JEAN CHRISTOPHE VERHAEGEN / AFP Lorsque des accidents surviennent en entreprise, les comptes-rendus sont souvent rédigés de façon spontanée, sans formatage. Des propos libres qui apportent de nombreuses précisions, une richesse contextuelle, mais ont leur revers : ils sont très difficiles à exploiter. Une problématique que des outils d'intelligence artificielle (IA) pourraient pallier, forts de leur capacité à faire ressortir d'une masse textuelle récurrences des signaux faibles. L'IA peut-elle être un atout pour la santé et la sécurité des travailleurs ? C'est ce que pensent aujourd'hui nombre de scientifiques, qui observent le potentiel croissant de solutions technologiques et les perspectives prometteuses qu'elles dessinent pour la prévention en entreprise. « Les avancées sont impressionnantes , note Martin Bieri, chargé d'études au sein du laboratoire d'innovation numérique de la Commission nationale de l'informatique et des libertés (CNIL).

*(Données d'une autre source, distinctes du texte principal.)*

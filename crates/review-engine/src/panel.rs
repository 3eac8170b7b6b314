//! Review panel projecting delivered clause/risk records into the view for
//! the active perspective

use serde::{Deserialize, Serialize};
use shared_types::{AnalysisResult, CategoryScores, ClauseRecord, Perspective, RiskAssessment, RiskLevel};

use crate::health::HealthBand;
use crate::perspective::{resolve_category_scores, resolve_field, ScoreField};
use crate::recommendation;
use crate::relevance;

/// One row of the risk list, projected for the active perspective.
#[derive(Debug, Clone, Serialize, Deserialize)]
pub struct RiskItem {
    pub id: String,
    pub clause_label: String,
    pub category: String,
    pub level: RiskLevel,
    pub score: f64,
    pub description: String,
    pub recommendation: String, // Audience half selected for the perspective
    pub matched_text: Option<String>,
}

/// What the host should ask the clause locator to find for a risk.
#[derive(Debug, Clone, PartialEq, Eq)]
pub enum LocateTarget {
    /// Literal excerpt that triggered the finding
    Excerpt(String),
    /// Clause display label
    Label(String),
}

/// Holds the delivered analysis result and the current selection. Records
/// are read-only input; every projection takes the perspective explicitly.
#[derive(Debug, Default)]
pub struct ReviewPanel {
    result: AnalysisResult,
    selected_id: Option<String>,
}

fn risk_id(clause_index: usize, risk_index: usize) -> String {
    format!("risk-{}-{}", clause_index, risk_index)
}

fn parse_risk_id(id: &str) -> Option<(usize, usize)> {
    let (clause, risk) = id.strip_prefix("risk-")?.split_once('-')?;
    Some((clause.parse().ok()?, risk.parse().ok()?))
}

impl ReviewPanel {
    pub fn new() -> Self {
        Self::default()
    }

    /// Replace the delivered analysis result; clears any selection.
    pub fn set_analysis(&mut self, result: AnalysisResult) {
        self.result = result;
        self.selected_id = None;
    }

    pub fn clauses(&self) -> &[ClauseRecord] {
        &self.result.clauses
    }

    /// Risk rows visible from `perspective`, in delivery order. Ids are
    /// stable across perspective changes so a selection survives switching.
    pub fn risk_items(&self, perspective: Perspective) -> Vec<RiskItem> {
        let mut items = Vec::new();
        for (clause_index, clause) in self.result.clauses.iter().enumerate() {
            let label = clause.display_label();
            for (risk_index, risk) in clause.risk_assessments.iter().enumerate() {
                if !relevance::is_visible(risk.relevance, perspective) {
                    continue;
                }
                items.push(RiskItem {
                    id: risk_id(clause_index, risk_index),
                    clause_label: label.clone(),
                    category: risk.category.clone(),
                    level: risk.level,
                    score: risk.score,
                    description: risk.description.clone(),
                    recommendation: recommendation::for_perspective(
                        &risk.recommendation,
                        perspective,
                    ),
                    matched_text: risk.matched_text.clone(),
                });
            }
        }
        items
    }

    pub fn risk_items_json(&self, perspective: Perspective) -> String {
        serde_json::to_string(&self.risk_items(perspective)).unwrap_or_default()
    }

    /// Summary score as seen from `perspective`.
    pub fn overall_score(&self, perspective: Perspective) -> f64 {
        resolve_field(&self.result.summary, ScoreField::OverallScore, perspective)
    }

    /// Health band of the perspective-resolved summary score.
    pub fn health_band(&self, perspective: Perspective) -> HealthBand {
        HealthBand::from_score(self.overall_score(perspective))
    }

    /// Count of findings at `level` as seen from `perspective`, taken from
    /// the upstream summary record rather than recounted locally.
    pub fn level_count(&self, level: RiskLevel, perspective: Perspective) -> u32 {
        let field = match level {
            RiskLevel::Critical => ScoreField::CriticalCount,
            RiskLevel::High => ScoreField::HighCount,
            RiskLevel::Medium => ScoreField::MediumCount,
            RiskLevel::Low => ScoreField::LowCount,
        };
        resolve_field(&self.result.summary, field, perspective) as u32
    }

    pub fn category_scores(&self, perspective: Perspective) -> CategoryScores {
        resolve_category_scores(&self.result.summary, perspective)
    }

    /// Select a risk row by id; an unknown id clears the selection.
    pub fn select_risk(&mut self, id: &str) {
        self.selected_id = match parse_risk_id(id) {
            Some((clause_index, risk_index))
                if self
                    .result
                    .clauses
                    .get(clause_index)
                    .is_some_and(|c| c.risk_assessments.len() > risk_index) =>
            {
                Some(id.to_string())
            }
            _ => None,
        };
    }

    pub fn clear_selection(&mut self) {
        self.selected_id = None;
    }

    pub fn selected_risk(&self) -> Option<(&ClauseRecord, &RiskAssessment)> {
        let (clause_index, risk_index) = parse_risk_id(self.selected_id.as_ref()?)?;
        let clause = self.result.clauses.get(clause_index)?;
        let risk = clause.risk_assessments.get(risk_index)?;
        Some((clause, risk))
    }

    /// Locate query for the selected risk: the matched excerpt when the
    /// classifier delivered one, else the clause display label.
    pub fn locate_target(&self) -> Option<LocateTarget> {
        let (clause, risk) = self.selected_risk()?;
        match &risk.matched_text {
            Some(excerpt) if !excerpt.trim().is_empty() => {
                Some(LocateTarget::Excerpt(excerpt.clone()))
            }
            _ => Some(LocateTarget::Label(clause.display_label())),
        }
    }
}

Dans des organisations qui comptent des métiers à risque, où l'on observe beaucoup d'accidents, l'IA peut être une aide précieuse pour exploiter les données et mieux comprendre la multiplication d'incidents. » Des solutions sont d'ores et déjà déployées dans certaines d'entre elles, comme le logiciel Plus de la société Safety Data – Omnicontact. Il doit « améliorer la sécurité grâce au traitement automatique de données textuelles et faire office d'aide à la décision » , explique l'une de ses salariés, Céline Raynal. D'autres outils ambitionnent de surveiller en temps réel les espaces de travail et leurs occupants, dans le seul but déclaré de les sécuriser, et de lancer une alerte si un danger est repéré. Certaines sont déjà déployées dans des organisations, comme les caméras embarquées sur véhicule de chantier Blaxtair, qui permettent de détecter des piétons grâce à un système de reconnaissance de personnes. D'autres sont encore à l'état de test, mais pourraient trouver leur place dans les entreprises dans la décennie qui vient. C'est le cas des équipements connectés capables de mesurer et de transmettre des données biométriques du salarié (la fréquence cardiaque, par exemple) et des positions articulaires. « L'IA sera en capacité de donner l'alerte sur la fatigue d'un travailleur en combinant l'analyse de différents paramètres , explique Timothée Silvestre, chargé de prospective au Commissariat à l'énergie atomique et aux énergies alternatives (CEA). L'enregistrement de certains mouvements ou du cumul de poids portés pourront par ailleurs être réalisés avec des capteurs portés, afin de prévenir des risques pour le corps du salarié, notamment de troubles musculosquelettiques. » Enfin, des solutions de robotique recourant à l'IA suscitent également l'intérêt des chercheurs, en poursuivant deux objectifs. Le premier : permettre aux salariés de bénéficier d'une assistance pour les épauler dans l'exécution de certaines tâches. Des robots collaboratifs œuvrent à leur proximité afin de les délester de différentes opérations (port de charges…). « Grâce à leur polyvalence et leur facilité de programmation, ils vont progressivement ne plus se cantonner aux grosses unités de production, explique Michaël Sarrey, responsable d'études à l'Institut national de recherche et de sécurité (INRS). Ils vont investir de nouvelles structures, des boulangeries par exemple, ainsi que des PME de l'industrie.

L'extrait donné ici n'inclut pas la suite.